The package exports MCP_TOKEN_STATE_DDL, which creates:

CREATE TABLE IF NOT EXISTS mcp_token_state (
zone_id TEXT NOT NULL,
sub TEXT NOT NULL,
scope TEXT NOT NULL,
expires_at TIMESTAMPTZ NOT NULL,
updated_at TIMESTAMPTZ NOT NULL DEFAULT NOW(),
PRIMARY KEY (zone_id, sub)
);
import { MCP_TOKEN_STATE_DDL, PostgresBackend } from "@caracalai/tokenstate-postgres";
await pool.query(MCP_TOKEN_STATE_DDL);
const backend = new PostgresBackend(pool);
await backend.set({
zone_id: "zone_prod",
sub: "agent_123",
scope: "tickets:read",
expires_at: new Date(Date.now() + 60_000).toISOString(),
});
  • Persisting active token state across service restarts.

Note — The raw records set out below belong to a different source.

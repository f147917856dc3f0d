//! # shieldlog-evm
//!
//! EVM-side handling of confidential token events.
//!
//! ## Implementation notes
//! - Uses `alloy-core` dyn-abi for the data section (a single dynamic `bytes`)
//! - topics[0] → event content hash, re-validated against the schema
//! - topics[1..=2] → indexed addresses (low-order 20 bytes of each topic)
//! - topics[3] → key commitment, matched by the subscription filter only

pub mod decoder;
pub mod encoder;
pub mod filter;

pub use decoder::{ApprovalEvent, ConfidentialEvent, LogDecoder, TransferEvent};
pub use encoder::{encode_event_data, encode_log};
pub use filter::TopicFilter;
//! Raw, decoded and decrypted event types.

use crate::schema::{EventKind, SchemaRegistry};
use alloy_primitives::{Address, Bytes, B256};
use num_bigint::BigUint;

/// An undecoded log entry as delivered by a live subscription.
#[derive(Debug, Clone, PartialEq, Eq)]
pub struct RawLog {
    /// Contract that emitted the log
    pub address: Address,
    /// topics[0] is the event content hash; topics[1..] are indexed params
    pub topics: Vec<B256>,
    /// ABI-encoded non-indexed params
    pub data: Bytes,
    pub block_number: Option<u64>,
    pub transaction_hash: Option<B256>,
    pub log_index: Option<u64>,
}

impl RawLog {
    pub fn new(address: Address, topics: Vec<B256>, data: impl Into<Bytes>) -> Self {
        Self {
            address,
            topics,
            data: data.into(),
            block_number: None,
            transaction_hash: None,
            log_index: None,
        }
    }

    /// topics[0], if present.
    pub fn event_signature(&self) -> Option<&B256> {
        self.topics.first()
    }
}

/// A log after schema decode, before decryption.
#[derive(Debug, Clone, PartialEq, Eq)]
pub struct DecodedEventRecord {
    pub kind: EventKind,
    /// The two indexed addresses, in schema order (from/to or owner/spender)
    pub indexed: [Address; 2],
    pub encrypted_payload: Bytes,
}

/// The terminal, human-facing record.
#[derive(Debug, Clone, PartialEq, Eq)]
pub struct DecryptedRecord {
    pub kind: EventKind,
    pub indexed: [Address; 2],
    pub amount: BigUint,
}

impl DecryptedRecord {
    /// Named address fields, e.g. `[("from", ..), ("to", ..)]`.
    pub fn fields(&self) -> [(&'static str, Address); 2] {
        let [a, b] = SchemaRegistry::global().get(self.kind).address_fields();
        [(a, self.indexed[0]), (b, self.indexed[1])]
    }

    /// Field value by name.
    pub fn field(&self, name: &str) -> Option<Address> {
        self.fields()
            .into_iter()
            .find(|(n, _)| *n == name)
            .map(|(_, v)| v)
    }
}

impl DecodedEventRecord {
    /// Attach a decrypted amount.
    pub fn with_amount(self, amount: BigUint) -> DecryptedRecord {
        DecryptedRecord {
            kind: self.kind,
            indexed: self.indexed,
            amount,
        }
    }
}

#[cfg(test)]
mod tests {
    use super::*;
    use alloy_primitives::address;

    #[test]
    fn fields_follow_schema_names() {
        let rec = DecryptedRecord {
            kind: EventKind::Approval,
            indexed: [
                address!("00000000000000000000000000000000000000aa"),
                address!("00000000000000000000000000000000000000bb"),
            ],
            amount: BigUint::from(5u8),
        };
        assert_eq!(rec.field("owner"), Some(rec.indexed[0]));
        assert_eq!(rec.field("spender"), Some(rec.indexed[1]));
        assert_eq!(rec.field("from"), None);
    }

    #[test]
    fn raw_log_signature() {
        let log = RawLog::new(Address::ZERO, vec![B256::repeat_byte(1)], Vec::<u8>::new());
        assert_eq!(log.event_signature(), Some(&B256::repeat_byte(1)));
    }
}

  • Sharing token-state reads across multiple TypeScript resource-server instances.
  • Building custom resource-server controls that need a small (zone_id, sub, scope) state table.

This package is a token-state backend. It is not the revocation stream consumer. Use Redis Revocation Store when you need to consume caracal.sessions.revoke.